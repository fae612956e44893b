//! Plain-text tables for the product and client listings.
//!
//! Columns are padded to their widest cell and separated by `|`, with a
//! dashed rule under the header. Cell widths count characters, not bytes.

use shared::{Client, Product};

const PRODUCT_COLUMNS: [&str; 5] = ["ID", "Title", "Description", "Price", "Quantity"];
const CLIENT_COLUMNS: [&str; 6] = ["ID", "First Name", "Last Name", "Phone", "Address", "Email"];

#[derive(Debug, Clone, PartialEq)]
pub struct TextTable {
    rows: Vec<Vec<String>>,
}

impl TextTable {
    pub fn new(headers: &[&str]) -> Self {
        let header: Vec<String> = headers.iter().map(|h| h.to_string()).collect();
        let rule: Vec<String> = headers.iter().map(|h| "-".repeat(h.chars().count())).collect();
        Self {
            rows: vec![header, rule],
        }
    }

    pub fn push_row(&mut self, cells: Vec<String>) {
        self.rows.push(cells);
    }

    /// Number of data rows, excluding the header and rule
    pub fn len(&self) -> usize {
        self.rows.len() - 2
    }

    pub fn is_empty(&self) -> bool {
        self.len() == 0
    }

    pub fn render(&self) -> String {
        let columns = self.rows.iter().map(Vec::len).max().unwrap_or(0);
        let mut widths = vec![0usize; columns];
        for row in &self.rows {
            for (i, cell) in row.iter().enumerate() {
                widths[i] = widths[i].max(cell.chars().count());
            }
        }

        let mut out = String::new();
        for row in &self.rows {
            let line: Vec<String> = row
                .iter()
                .enumerate()
                .map(|(i, cell)| format!("{:<width$}", cell, width = widths[i]))
                .collect();
            out.push_str(line.join(" |").trim_end());
            out.push('\n');
        }
        out
    }
}

pub fn products_table(products: &[Product]) -> TextTable {
    let mut table = TextTable::new(&PRODUCT_COLUMNS);
    for product in products {
        table.push_row(vec![
            product.id.to_string(),
            product.title.clone(),
            product.description.clone(),
            format!("{:.2}", product.price),
            product.quantity.to_string(),
        ]);
    }
    table
}

pub fn clients_table(clients: &[Client]) -> TextTable {
    let mut table = TextTable::new(&CLIENT_COLUMNS);
    for client in clients {
        table.push_row(vec![
            client.id.to_string(),
            client.first_name.clone(),
            client.last_name.clone(),
            client.phone.clone(),
            client.address.clone(),
            client.email.clone(),
        ]);
    }
    table
}
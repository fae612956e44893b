use chrono::NaiveDateTime;
use serde::{Deserialize, Serialize};

/// Format used for order timestamps in storage, CSV exports and receipts.
pub const ORDER_DATE_FORMAT: &str = "%Y-%m-%d %H:%M:%S";

/// A catalog entry. Rows are never physically deleted; `active == false`
/// marks a soft-deleted product that still backs historical orders.
#[derive(Debug, Clone, PartialEq, Serialize, Deserialize)]
pub struct Product {
    pub id: i64,
    pub title: String,
    pub description: String,
    /// Unit price, rounded to 2 decimal places before it is stored
    pub price: f64,
    /// Units in stock (never negative)
    pub quantity: i64,
    pub active: bool,
}

#[derive(Debug, Clone, PartialEq, Serialize, Deserialize)]
pub struct Client {
    pub id: i64,
    pub first_name: String,
    pub last_name: String,
    /// Digits only
    pub phone: String,
    pub address: String,
    pub email: String,
}

impl Client {
    pub fn full_name(&self) -> String {
        format!("{} {}", self.first_name, self.last_name)
    }
}

/// An order links one client to one product. Immutable once stored.
#[derive(Debug, Clone, PartialEq, Serialize, Deserialize)]
pub struct Order {
    pub id: i64,
    pub client_id: i64,
    pub product_id: i64,
    pub quantity: i64,
    /// Line total snapshotted at order time (unit price x quantity)
    pub price: f64,
    pub order_date: NaiveDateTime,
}

impl Order {
    pub fn formatted_date(&self) -> String {
        self.order_date.format(ORDER_DATE_FORMAT).to_string()
    }
}

#[cfg(test)]
mod tests {
    use super::*;
    use chrono::NaiveDate;

    #[test]
    fn test_order_date_formatting() {
        let order = Order {
            id: 1,
            client_id: 2,
            product_id: 3,
            quantity: 2,
            price: 20.0,
            order_date: NaiveDate::from_ymd_opt(2024, 3, 9)
                .unwrap()
                .and_hms_opt(14, 5, 7)
                .unwrap(),
        };

        assert_eq!(order.formatted_date(), "2024-03-09 14:05:07");
    }

    #[test]
    fn test_client_full_name() {
        let client = Client {
            id: 1,
            first_name: "Jane".to_string(),
            last_name: "Doe".to_string(),
            phone: "5551234".to_string(),
            address: "1 Main St".to_string(),
            email: "jane@example.com".to_string(),
        };

        assert_eq!(client.full_name(), "Jane Doe");
    }
}
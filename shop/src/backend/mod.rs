//! # Backend Module
//!
//! Wires configuration, storage and the domain services together for the
//! interactive shell.
//!
//! ## Layers
//!
//! - **storage**: the SQLite gateway
//! - **domain**: services, validation and the order workflow
//! - **io**: prompts and the menu loop
//! - **config**: file, environment and command-line settings

pub mod config;
pub mod domain;
pub mod io;
pub mod storage;

use anyhow::Result;
use std::path::Path;
use std::sync::Arc;
use tracing::info;

use crate::backend::config::AppConfig;
use crate::backend::domain::{
    ClientService, EmailService, ExportService, OrderNotifier, OrderService, ProductService,
    ReceiptService,
};
use crate::backend::storage::DbConnection;

/// Main application state that holds all services
#[derive(Clone)]
pub struct AppState {
    pub product_service: ProductService,
    pub client_service: ClientService,
    pub order_service: OrderService,
    pub export_service: ExportService,
}

impl AppState {
    pub fn new(db: Arc<DbConnection>, output_dir: &Path, notifier: Arc<dyn OrderNotifier>) -> Self {
        Self {
            product_service: ProductService::new(db.clone()),
            client_service: ClientService::new(db.clone()),
            order_service: OrderService::new(db, ReceiptService::new(output_dir), notifier),
            export_service: ExportService::new(output_dir),
        }
    }
}

/// Initialize the backend with all required services
pub async fn initialize_backend(config: &AppConfig) -> Result<AppState> {
    info!("Setting up database at {}", config.database.url);
    let db_conn = Arc::new(DbConnection::new(&config.database.url).await?);

    info!("Setting up email service");
    let email_service = EmailService::new(config.smtp.clone())?;

    info!("Setting up application state");
    Ok(AppState::new(
        db_conn,
        &config.output.directory,
        Arc::new(email_service),
    ))
}
use anyhow::{Context, Result};
use clap::Parser;
use serde::{Deserialize, Serialize};
use std::fs;
use std::path::{Path, PathBuf};

use crate::backend::domain::validation;
use crate::backend::storage::db::DATABASE_URL;

const DEFAULT_SMTP_PORT: u16 = 587;
const DEFAULT_FROM_EMAIL: &str = "no-reply@localhost";
const DEFAULT_OUTPUT_DIR: &str = ".";

#[derive(Debug, Parser)]
#[command(name = "shop", version, about = "Interactive product, client and order manager")]
pub struct CliArgs {
    /// Path to a TOML configuration file
    #[arg(long, short, env = "SHOP_CONFIG")]
    pub config: Option<PathBuf>,

    /// Database URL (overrides the config file)
    #[arg(long, env = "SHOP_DATABASE_URL")]
    pub database_url: Option<String>,

    /// Directory that receives CSV exports and receipts
    #[arg(long, env = "SHOP_OUTPUT_DIR")]
    pub output_dir: Option<PathBuf>,

    /// SMTP password, kept out of the config file
    #[arg(long, env = "SHOP_SMTP_PASSWORD", hide_env_values = true)]
    pub smtp_password: Option<String>,
}

#[derive(Debug, Clone, Default, PartialEq, Serialize, Deserialize)]
#[serde(default)]
pub struct AppConfig {
    pub database: DatabaseConfig,
    pub smtp: SmtpConfig,
    pub output: OutputConfig,
}

#[derive(Debug, Clone, PartialEq, Serialize, Deserialize)]
#[serde(default)]
pub struct DatabaseConfig {
    pub url: String,
}

impl Default for DatabaseConfig {
    fn default() -> Self {
        Self {
            url: DATABASE_URL.to_string(),
        }
    }
}

#[derive(Debug, Clone, Copy, PartialEq, Eq, Serialize, Deserialize)]
#[serde(rename_all = "lowercase")]
pub enum SmtpSecurity {
    /// Plain connection upgraded with STARTTLS (required)
    StartTls,
    /// Implicit TLS from the first byte
    Tls,
    /// No encryption, for local relays and test sinks
    None,
}

#[derive(Debug, Clone, PartialEq, Serialize, Deserialize)]
#[serde(default)]
pub struct SmtpConfig {
    /// Relay host; empty disables email dispatch
    pub host: String,
    pub port: u16,
    pub username: String,
    pub password: String,
    pub from: String,
    pub security: SmtpSecurity,
}

impl Default for SmtpConfig {
    fn default() -> Self {
        Self {
            host: String::new(),
            port: DEFAULT_SMTP_PORT,
            username: String::new(),
            password: String::new(),
            from: DEFAULT_FROM_EMAIL.to_string(),
            security: SmtpSecurity::StartTls,
        }
    }
}

impl SmtpConfig {
    pub fn is_enabled(&self) -> bool {
        !self.host.trim().is_empty()
    }

    pub fn has_credentials(&self) -> bool {
        !self.username.is_empty()
    }
}

#[derive(Debug, Clone, PartialEq, Serialize, Deserialize)]
#[serde(default)]
pub struct OutputConfig {
    pub directory: PathBuf,
}

impl Default for OutputConfig {
    fn default() -> Self {
        Self {
            directory: PathBuf::from(DEFAULT_OUTPUT_DIR),
        }
    }
}

impl AppConfig {
    /// Parse and validate TOML configuration text
    pub fn parse(content: &str) -> Result<Self> {
        let config: AppConfig =
            toml::from_str(content).context("Failed to parse config TOML")?;
        config.validate()?;
        Ok(config)
    }

    fn read_file(config_path: &Path) -> Result<Self> {
        let config_content = fs::read_to_string(config_path)
            .with_context(|| format!("Failed to read config file: {:?}", config_path))?;

        toml::from_str(&config_content)
            .with_context(|| format!("Failed to parse config file: {:?}", config_path))
    }

    /// Build the effective configuration: command line and environment win
    /// over the file, which wins over the defaults.
    pub fn from_args(args: CliArgs) -> Result<Self> {
        let CliArgs {
            config,
            database_url,
            output_dir,
            smtp_password,
        } = args;

        let mut app_config = match config.as_deref() {
            Some(path) => Self::read_file(path)?,
            None => Self::default(),
        };

        if let Some(url) = database_url {
            app_config.database.url = url;
        }
        if let Some(directory) = output_dir {
            app_config.output.directory = directory;
        }
        if let Some(password) = smtp_password {
            app_config.smtp.password = password;
        }

        app_config.validate()?;
        Ok(app_config)
    }

    fn validate(&self) -> Result<()> {
        anyhow::ensure!(
            !self.database.url.trim().is_empty(),
            "Database URL cannot be empty"
        );

        if self.smtp.is_enabled() {
            anyhow::ensure!(self.smtp.port != 0, "SMTP port must be non-zero");
            anyhow::ensure!(
                validation::is_valid_email(&self.smtp.from),
                "SMTP sender address is invalid: {}",
                self.smtp.from
            );
            if self.smtp.has_credentials() {
                anyhow::ensure!(
                    !self.smtp.password.is_empty(),
                    "SMTP password is required when a username is set"
                );
            }
        }

        Ok(())
    }
}

#[cfg(test)]
mod tests {
    use super::*;

    fn no_args() -> CliArgs {
        CliArgs {
            config: None,
            database_url: None,
            output_dir: None,
            smtp_password: None,
        }
    }

    #[test]
    fn test_defaults() {
        let config = AppConfig::from_args(no_args()).expect("Defaults must be valid");

        assert_eq!(config.database.url, DATABASE_URL);
        assert_eq!(config.output.directory, PathBuf::from("."));
        assert!(!config.smtp.is_enabled());
        assert_eq!(config.smtp.port, 587);
        assert_eq!(config.smtp.security, SmtpSecurity::StartTls);
    }

    #[test]
    fn test_parse_full_file() {
        let config = AppConfig::parse(
            r#"
            [database]
            url = "sqlite://data/shop.db"

            [smtp]
            host = "smtp.example.com"
            port = 2525
            username = "shop"
            password = "secret"
            from = "orders@example.com"
            security = "tls"

            [output]
            directory = "exports"
            "#,
        )
        .expect("Config should parse");

        assert_eq!(config.database.url, "sqlite://data/shop.db");
        assert!(config.smtp.is_enabled());
        assert_eq!(config.smtp.port, 2525);
        assert_eq!(config.smtp.security, SmtpSecurity::Tls);
        assert_eq!(config.output.directory, PathBuf::from("exports"));
    }

    #[test]
    fn test_partial_file_keeps_defaults() {
        let config = AppConfig::parse("[output]\ndirectory = \"out\"\n").unwrap();

        assert_eq!(config.database.url, DATABASE_URL);
        assert_eq!(config.smtp, SmtpConfig::default());
    }

    #[test]
    fn test_rejects_bad_sender_when_smtp_enabled() {
        let err = AppConfig::parse("[smtp]\nhost = \"relay\"\nfrom = \"nope\"\n").unwrap_err();
        assert!(err.to_string().contains("sender"));
    }

    #[test]
    fn test_rejects_username_without_password() {
        let result = AppConfig::parse(
            "[smtp]\nhost = \"relay\"\nusername = \"shop\"\nfrom = \"a@b.co\"\n",
        );
        assert!(result.is_err());
    }

    #[test]
    fn test_cli_overrides_file() {
        let dir = tempfile::tempdir().unwrap();
        let path = dir.path().join("shop.toml");
        fs::write(
            &path,
            "[database]\nurl = \"sqlite://file.db\"\n[smtp]\nhost = \"relay\"\nusername = \"shop\"\nfrom = \"a@b.co\"\n",
        )
        .unwrap();

        let config = AppConfig::from_args(CliArgs {
            config: Some(path),
            database_url: Some("sqlite::memory:".to_string()),
            output_dir: Some(PathBuf::from("/tmp/shop")),
            smtp_password: Some("from-env".to_string()),
        })
        .expect("Password from CLI should satisfy validation");

        assert_eq!(config.database.url, "sqlite::memory:");
        assert_eq!(config.output.directory, PathBuf::from("/tmp/shop"));
        assert_eq!(config.smtp.password, "from-env");
    }
}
..........
§ **EXERCISE DIRECTIONS**
Among the lines above, repeat exactly those from the line with "pub enum SmtpSecurity" to the line with "pub fn is_enabled(&self)", counting both ends.

§ **RESULT FOR THIS EXERCISE**
pub enum SmtpSecurity {
    /// Plain connection upgraded with STARTTLS (required)
    StartTls,
    /// Implicit TLS from the first byte
    Tls,
    /// No encryption, for local relays and test sinks
    None,
}

#[derive(Debug, Clone, PartialEq, Serialize, Deserialize)]
#[serde(default)]
pub struct SmtpConfig {
    /// Relay host; empty disables email dispatch
    pub host: String,
    pub port: u16,
    pub username: String,
    pub password: String,
    pub from: String,
    pub security: SmtpSecurity,
}

impl Default for SmtpConfig {
    fn default() -> Self {
        Self {
            host: String::new(),
            port: DEFAULT_SMTP_PORT,
            username: String::new(),
            password: String::new(),
            from: DEFAULT_FROM_EMAIL.to_string(),
            security: SmtpSecurity::StartTls,
        }
    }
}

impl SmtpConfig {
    pub fn is_enabled(&self) -> bool {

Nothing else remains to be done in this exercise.